Un dispositif de lutte contre les fraudes et le trafic de médicaments onéreux ne doit pas être un frein à l’accès au traitement
Les modalités d’application du dispositif de lutte contre les fraudes, qui impose aux pharmaciens-nes de contrôler l’authenticité de chaque ordonnance où figurent des traitements au prix supérieur à 300 euros, font l’objet de concertations associant syndicats de pharmaciens-nes, de médecins et représentants-es d’usagers-ères.
A un mois de l’entrée en vigueur prévue (l’échéance de septembre a dû être reportée faute de consensus des parties prenantes), la CNAM ne parvient pas à répondre aux diverses craintes formulées par les acteurs-trices de terrain. Pour préserver l’accès à la santé des personnes, notamment celles les plus éloignées du système de santé, nos structures appellent au retrait du dispositif.

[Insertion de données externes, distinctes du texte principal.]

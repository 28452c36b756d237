//! Page title extraction

use crate::page::ParsedPage;

/// Title sources in priority order
///
/// Each entry picks only the first matching element; if that element's text
/// is empty the next source is tried rather than the next element.
const TITLE_SOURCES: &[&str] = &[
    // Primary heading inside the main content region
    r#"main h1, [role="main"] h1, #main h1"#,
    // Any heading anywhere
    "h1, h2, h3, h4, h5, h6",
    // Document title
    "title",
];

/// Extracts a page title
///
/// Tries the first `h1` of the main content region, then the first heading
/// anywhere, then `<title>`. The first non-empty text wins. Returns an empty
/// string when none of them has text.
pub fn extract_title(page: &dyn ParsedPage) -> String {
    TITLE_SOURCES
        .iter()
        .filter_map(|selector| page.first(selector))
        .map(|element| element.text)
        .find(|text| !text.is_empty())
        .unwrap_or_default()
}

Un mode de concertation peu inclusif et productif
Premier sujet de défiance, le dispositif, qui prévoit de modifier les conditions de dispensation de traitements aussi essentiels que les antirétroviraux, les anticancéreux ou les antiviraux à action directe, a été conçu sans consultation préalable des syndicats de pharmaciens-nes, de médecins et des représentants-es d’usagers-ères du système de santé.
Des concertations ultérieures à son entérinement offrent, maigre consolation, de participer aux négociations sur les modalités de sa mise en œuvre. Il s’agit de définir les outils sur lesquels reposera le contrôle effectué par les pharmaciens-nes. Mais ces concertations échouent à associer l’intégralité des parties prenantes. En cause, un manque de sollicitation pro-active de la part de la CNAM rendant le processus hautement confidentiel.
Enfin, les difficultés d’application opposables à la liste d’outils de contrôle présentée par la CNAM ne sont pas prises en compte de réunion en réunion. Des demandes simples, comme celle d’accéder à des informations sur une expérimentation visant à faciliter la prise de contact entre prescripteurs-trices et pharmaciens-nes, restent sans réponse. Il y a de quoi s’interroger sur la marge de manœuvre dont disposent réellement les acteurs-trices de terrain présents-es autour de la table.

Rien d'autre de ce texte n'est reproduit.